WordWork
WordWork








Writing is a hard business. Finding the right words, and making sure their meaning and their sound and their rhythm all merge properly on the page, has been a head-banger since people were scratching on cave walls. Those of us who write stories we make up have one special set of problems, and those who try to research and write the world’s literal truth have another. This blog will be my attempt to share what I’ve learned, in almost three decades as a reporter and writer, what I’ve learned about gathering and organizing information, and then writing it down as clearly as possible.
I’m going to try to do something else as well: discuss how to make a living as a writer. Because as much as writing is a literary act, it’s a mercenary one as well. If we don’t get paid -- if we can’t pay the rent and buy groceries and keep the lights on -- it doesn’t matter how brilliant we are as wordsmiths. It’s the dirty little secret of the literary life: Words are to writers what shoes are to cobblers. We have to produce enough of them, and sell them at a good enough price, to stay in business. It isn’t easy.
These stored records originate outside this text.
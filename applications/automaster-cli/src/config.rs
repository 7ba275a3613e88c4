/// Configuration loading
use anyhow::{Context, Result};
use automaster_engine::MasteringConfig;
use std::path::Path;

/// Prefix of environment overrides (`AUTOMASTER_TARGET_LUFS=-16`)
pub const ENV_PREFIX: &str = "AUTOMASTER";

/// Load a [`MasteringConfig`] from an optional TOML file and the environment
///
/// Missing keys keep their defaults. Environment variables override the file;
/// `AUTOMASTER_BAND_CROSSOVERS` takes a comma-separated list.
pub fn load_config(path: Option<&Path>) -> Result<MasteringConfig> {
    let mut settings = config::Config::builder();

    if let Some(path) = path {
        settings = settings.add_source(
            config::File::from(path)
                .format(config::FileFormat::Toml)
                .required(true),
        );
    }

    settings = settings.add_source(
        config::Environment::with_prefix(ENV_PREFIX)
            .try_parsing(true)
            .list_separator(",")
            .with_list_parse_key("band_crossovers"),
    );

    let config: MasteringConfig = settings
        .build()
        .context("Failed to load configuration")?
        .try_deserialize()
        .context("Invalid configuration")?;

    tracing::debug!(?config, "Configuration loaded");
    Ok(config)
}
//! Loudness metering and loudness-driven gain for Automaster
//!
//! This crate provides:
//! - ITU-R BS.1770 K-weighting and channel weighting
//! - Momentary, short-term and gated integrated loudness (LUFS)
//! - Loudness range (EBU Tech 3342)
//! - True-peak detection with 4x polyphase oversampling
//! - Target-loudness trim and a true-peak-aware lookahead limiter
//!
//! # Architecture
//!
//! ```text
//! ┌─────────────┐     ┌──────────────┐     ┌───────────────┐     ┌───────────────┐
//! │ Audio Frame │ ──► │ K-Weighting  │ ──► │ Hop Window    │ ──► │ Gating Blocks │
//! └─────────────┘     └──────────────┘     └───────────────┘     └───────────────┘
//!        │                                                               │
//!        ▼                                                               ▼
//! ┌──────────────┐                                              ┌───────────────┐
//! │ True Peak    │                                              │ LUFS / LRA    │
//! └──────────────┘                                              └───────────────┘
//!
//! During Mastering:
//! ┌─────────────┐     ┌──────────────┐     ┌───────────────┐
//! │ Audio Data  │ ──► │ Target Trim  │ ──► │ TP Limiter    │
//! └─────────────┘     └──────────────┘     └───────────────┘
//! ```
//!
//! # Example
//!
//! ```
//! use automaster_loudness::LoudnessAnalyzer;
//!
//! let mut analyzer = LoudnessAnalyzer::new(48_000, 1)?;
//! let tone: Vec<f32> = (0..48_000 * 4)
//!     .map(|i| (0.1 * (2.0 * std::f64::consts::PI * 1_000.0 * i as f64 / 48_000.0).sin()) as f32)
//!     .collect();
//! analyzer.add_frames(&tone)?;
//! let info = analyzer.finalize()?;
//!
//! assert!((info.integrated_lufs - -23.0).abs() < 0.2);
//! # Ok::<(), automaster_loudness::LoudnessError>(())
//! ```

#![forbid(unsafe_code)]

mod analyzer;
mod error;
mod histogram;
mod kweighting;
mod limiter;
mod meter;
mod trim;
mod true_peak;

pub use analyzer::{LoudnessAnalyzer, LoudnessInfo};
pub use error::{LoudnessError, Result};
pub use kweighting::{KWeightingBank, KWeightingFilter};
pub use limiter::{validate_ceiling, TruePeakLimiter};
pub use meter::{ChannelWeights, GatingBlock, LoudnessMeter};
pub use trim::{validate_target, TargetTrim};
pub use true_peak::TruePeakDetector;

/// Loudness reported when nothing measurable has been accumulated
pub const LUFS_FLOOR: f64 = f64::NEG_INFINITY;

/// BS.1770 offset applied to the channel-weighted mean square
pub const LOUDNESS_OFFSET: f64 = -0.691;

/// Absolute gating threshold (LUFS)
pub const ABSOLUTE_GATE_LUFS: f64 = -70.0;

/// Relative gating threshold for integrated loudness (LU below the ungated mean)
pub const RELATIVE_GATE_LU: f64 = -10.0;

/// Relative gating threshold for loudness range (EBU Tech 3342)
pub const LRA_RELATIVE_GATE_LU: f64 = -20.0;

/// EBU R128 broadcast reference level (-23 LUFS)
pub const EBU_R128_BROADCAST_LUFS: f64 = -23.0;

/// Common streaming platform reference level (-14 LUFS)
pub const STREAMING_TARGET_LUFS: f64 = -14.0;

/// Default limiter ceiling (dBTP)
pub const DEFAULT_CEILING_DBTP: f64 = -1.0;

/// Largest trim (boost or cut) applied toward the target loudness, in dB
pub const MAX_TRIM_DB: f64 = 20.0;

/// Loudness of a channel-weighted mean square
#[inline]
pub fn energy_to_lufs(energy: f64) -> f64 {
    if energy > 0.0 {
        LOUDNESS_OFFSET + 10.0 * energy.log10()
    } else {
        LUFS_FLOOR
    }
}

/// Channel-weighted mean square of a loudness value
#[inline]
pub fn lufs_to_energy(lufs: f64) -> f64 {
    10.0_f64.powf((lufs - LOUDNESS_OFFSET) / 10.0)
}
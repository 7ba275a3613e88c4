//! Input sanitizing
//!
//! Non-finite samples (NaN, infinities) would poison every recursive filter
//! downstream, so they are replaced with silence before any processing.

/// Replace non-finite samples with zero, returning how many were replaced
#[inline]
pub fn sanitize_in_place(samples: &mut [f32]) -> usize {
    let mut replaced = 0;
    for sample in samples.iter_mut() {
        if !sample.is_finite() {
            *sample = 0.0;
            replaced += 1;
        }
    }
    replaced
}

#[cfg(test)]
mod tests {
    use super::*;

    #[test]
    fn replaces_only_non_finite_samples() {
        let mut samples = [0.5, f32::NAN, -1.0, f32::INFINITY, f32::NEG_INFINITY, 2.0];
        assert_eq!(sanitize_in_place(&mut samples), 3);
        assert_eq!(samples, [0.5, 0.0, -1.0, 0.0, 0.0, 2.0]);
    }

    #[test]
    fn clean_input_is_untouched() {
        let mut samples = [0.1, -0.2, 0.3];
        assert_eq!(sanitize_in_place(&mut samples), 0);
        assert_eq!(samples, [0.1, -0.2, 0.3]);
    }
}
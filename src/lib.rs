pub mod error;
pub mod follow;
pub mod geometry;
pub mod locate;
pub mod math;
pub mod path;
pub mod steering;

pub use error::{Result, WaypathError};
My wife, Margaret, and I both started out as newspaper reporters. We have been full-time freelance writers, with no other income, since 1987. We don’t live large, but we live on our writing income, and have rarely had to resort to writing stuff we don’t want to write. We’ve been lucky. But we’ve also been careful never to forget that alongside the responsibility we have to write the truth and inspire with our words is the equally important requirement to make a buck so we can keep writing. We’ve watched a lot of freelancers fail over the past twenty-odd years, and usually it has been not because they failed at the former, but because they lifted the eye from the latter.